__Work required__.
Identify all lines of the data containing the string "when" and copy them.

__Material to process__.
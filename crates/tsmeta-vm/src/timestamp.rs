//! Timestamp precision of records feeding a clean.

use std::collections::HashSet;

use tsmeta_catalog::{Catalog, CatalogResult};
use tsmeta_core::VmConfig;

/// Precision of the `time` field in raw records.
#[derive(Debug, Clone, Copy, PartialEq, Eq, Hash)]
pub enum TimestampLen {
    Second,
    Millisecond,
    Nanosecond,
}

impl TimestampLen {
    /// Number of digits of a current unix timestamp at this precision.
    pub fn digits(&self) -> u32 {
        match self {
            TimestampLen::Second => 10,
            TimestampLen::Millisecond => 13,
            TimestampLen::Nanosecond => 19,
        }
    }

    pub fn time_format(&self) -> &'static str {
        match self {
            TimestampLen::Second => "Unix Time Stamp(seconds)",
            TimestampLen::Millisecond => "Unix Time Stamp(milliseconds)",
            TimestampLen::Nanosecond => "Unix Time Stamp(nanoseconds)",
        }
    }
}

/// Decides the timestamp precision of a data source.
#[derive(Debug, Clone)]
pub struct TimestampPolicy {
    ns_data_ids: HashSet<u32>,
    second_etl_configs: Vec<String>,
}

impl TimestampPolicy {
    pub fn new(config: &VmConfig) -> Self {
        Self {
            ns_data_ids: config.ns_timestamp_data_ids.iter().copied().collect(),
            second_etl_configs: config.second_etl_configs.clone(),
        }
    }

    /// Resolve the precision for `data_id`.
    ///
    /// An empty `etl_hint` is replaced by the data source's own ETL
    /// config. A missing data source falls through to milliseconds.
    pub fn resolve(&self, catalog: &Catalog, data_id: u32, etl_hint: &str) -> CatalogResult<TimestampLen> {
        if data_id != 0 && self.ns_data_ids.contains(&data_id) {
            return Ok(TimestampLen::Nanosecond);
        }
        let mut hint = etl_hint.to_string();
        if hint.is_empty() && data_id != 0 {
            if let Some(source) = catalog.get_data_source(data_id)? {
                hint = source.etl_config;
            }
        }
        if !hint.is_empty() && self.second_etl_configs.iter().any(|c| *c == hint) {
            return Ok(TimestampLen::Second);
        }
        Ok(TimestampLen::Millisecond)
    }
}
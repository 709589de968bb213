//! tsmetad: the tsmeta worker.
//!
//! Each subcommand runs one job against the catalog and exits; the
//! scheduler invoking it owns retries.
//!
//! # Usage
//!
//! ```text
//! tsmetad access-vm --config tsmeta.toml --bk-biz-id 2 --table-id 2_bkmonitor.cpu --data-id 50010
//! tsmetad refresh-metrics --config tsmeta.toml --tenant system --group-id 7 \
//!     --table-id 2_bkmonitor_time_series_7.__default__ --metrics metrics.json --auto-discovery
//! tsmetad check-config --config tsmeta.toml
//! ```

use std::path::PathBuf;

use clap::{Parser, Subcommand, ValueEnum};

mod commands;

#[derive(Parser)]
#[command(name = "tsmetad", about = "tsmeta metadata worker", version)]
struct Cli {
    /// Log output format.
    #[arg(long, value_enum, default_value = "text", global = true)]
    log_format: LogFormat,

    #[command(subcommand)]
    command: Command,
}

#[derive(Clone, Copy, ValueEnum)]
enum LogFormat {
    Text,
    Json,
}

#[derive(Subcommand)]
enum Command {
    /// Access a result table into VM storage.
    AccessVm {
        #[arg(long)]
        config: PathBuf,
        /// Business id; non-positive values refer to a space by primary key.
        #[arg(long, allow_hyphen_values = true)]
        bk_biz_id: i64,
        #[arg(long)]
        table_id: String,
        #[arg(long)]
        data_id: u32,
    },
    /// Reconcile a report group's metrics with an observation file.
    RefreshMetrics {
        #[arg(long)]
        config: PathBuf,
        #[arg(long, default_value = "system")]
        tenant: String,
        #[arg(long)]
        group_id: u64,
        #[arg(long)]
        table_id: String,
        /// JSON array of observed metrics.
        #[arg(long)]
        metrics: PathBuf,
        #[arg(long)]
        auto_discovery: bool,
    },
    /// Load and validate a configuration file.
    CheckConfig {
        #[arg(long)]
        config: PathBuf,
    },
}

#[tokio::main]
async fn main() -> anyhow::Result<()> {
    let cli = Cli::parse();
    init_tracing(cli.log_format)?;

    match cli.command {
        Command::AccessVm {
            config,
            bk_biz_id,
            table_id,
            data_id,
        } => commands::access::run(&config, bk_biz_id, &table_id, data_id).await,
        Command::RefreshMetrics {
            config,
            tenant,
            group_id,
            table_id,
            metrics,
            auto_discovery,
        } => commands::metrics::run(&config, &tenant, group_id, &table_id, &metrics, auto_discovery),
        Command::CheckConfig { config } => commands::config::check(&config),
    }
}

/// Used when `RUST_LOG` is unset. The `tsmeta` target covers every library crate.
const DEFAULT_LOG_FILTER: &str = "info,tsmeta=debug,tsmetad=debug";

fn init_tracing(format: LogFormat) -> anyhow::Result<()> {
    let filter = tracing_subscriber::EnvFilter::try_from_default_env()
        .or_else(|_| tracing_subscriber::EnvFilter::try_new(DEFAULT_LOG_FILTER))?;
    let builder = tracing_subscriber::fmt().with_env_filter(filter);
    match format {
        LogFormat::Text => builder.init(),
        LogFormat::Json => builder.json().init(),
    }
    Ok(())
}

#[cfg(test)]
mod tests {
    use super::*;

    #[test]
    fn default_log_filter_enables_library_debug() {
        let filter = tracing_subscriber::EnvFilter::try_new(DEFAULT_LOG_FILTER).unwrap();
        let rendered = filter.to_string();
        assert!(rendered.contains("tsmeta=debug"));
        assert!(rendered.contains("tsmetad=debug"));
    }
}
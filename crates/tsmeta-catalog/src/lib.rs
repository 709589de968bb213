//! tsmeta-catalog: the metadata catalog shared by the tsmeta workflows.
//!
//! Backed by [redb](https://docs.rs/redb), it stores spaces, storage
//! clusters, queue and platform storage bindings, VM access records and
//! time-series metrics discovered for custom report groups.
//!
//! # Architecture
//!
//! All rows are JSON-serialized into redb's `&[u8]` value columns.
//! Composite keys (`{space_type}/{space_id}`, `{group_id}:{field_name}`)
//! enable prefix scans for related records.
//!
//! Insert-if-absent operations run the existence check and the insert in
//! one write transaction. redb serializes write transactions, so two
//! callers racing on the same key observe exactly one winner.
//!
//! The `Catalog` is `Clone` + `Send` + `Sync` (backed by `Arc<Database>`)
//! and can be shared across async tasks.

pub mod error;
pub mod store;
pub mod tables;
pub mod types;

pub use error::{CatalogError, CatalogResult};
pub use store::Catalog;
pub use types::*;
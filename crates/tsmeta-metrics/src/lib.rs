//! tsmeta-metrics: reconciliation of custom report metrics.
//!
//! A report group periodically publishes the metrics it has seen, each
//! with its dimension names. The reconciler diffs that observation
//! against the group's `TimeSeriesMetric` rows and brings the catalog in
//! line with it.
//!
//! # Architecture
//!
//! ```text
//! MetricReconciler::bulk_refresh_ts_metrics()
//!   ├── filter_valid()          ← drop malformed metric names
//!   ├── bulk_create_metrics()   ← observed, not yet recorded
//!   ├── bulk_update_metrics()   ← observed and recorded: time, tags, whitelist deletes
//!   └── mark unobserved rows inactive
//! ```
//!
//! Running a refresh twice with the same observation writes nothing the
//! second time.

pub mod error;
pub mod observed;
pub mod reconciler;

pub use error::{MetricsError, MetricsResult};
pub use observed::{EffectiveTime, ObservedMetric, TARGET_TAG};
pub use reconciler::{MetricReconciler, RefreshReport, UpdateOutcome};
//! Errors returned by remote platform calls.

use std::time::Duration;

use thiserror::Error;

pub type ApiResult<T> = Result<T, ApiError>;

#[derive(Debug, Error)]
pub enum ApiError {
    #[error("invalid request url: {0}")]
    InvalidUrl(String),

    #[error("{operation}: transport error: {message}")]
    Transport {
        operation: &'static str,
        message: String,
    },

    #[error("{operation}: no response within {after:?}")]
    Timeout {
        operation: &'static str,
        after: Duration,
    },

    #[error("{operation}: unexpected status {status}: {body}")]
    Status {
        operation: &'static str,
        status: u16,
        body: String,
    },

    #[error("{operation}: failed to encode request: {message}")]
    Encode {
        operation: &'static str,
        message: String,
    },

    #[error("{operation}: failed to decode response: {message}")]
    Decode {
        operation: &'static str,
        message: String,
    },

    /// The envelope reported `result = false`.
    #[error("{operation}: rejected by platform (code {code}): {message}")]
    Rejected {
        operation: &'static str,
        code: String,
        message: String,
    },

    #[error("{operation}: response is missing {field}")]
    MissingField {
        operation: &'static str,
        field: &'static str,
    },
}

impl ApiError {
    /// Name of the remote operation that failed, when known.
    pub fn operation(&self) -> Option<&'static str> {
        match self {
            ApiError::InvalidUrl(_) => None,
            ApiError::Transport { operation, .. }
            | ApiError::Timeout { operation, .. }
            | ApiError::Status { operation, .. }
            | ApiError::Encode { operation, .. }
            | ApiError::Decode { operation, .. }
            | ApiError::Rejected { operation, .. }
            | ApiError::MissingField { operation, .. } => Some(operation),
        }
    }
}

__Answer to this exercise__.
/// Used when `RUST_LOG` is unset. The `tsmeta` target covers every library crate.
    /// Name of the remote operation that failed, when known.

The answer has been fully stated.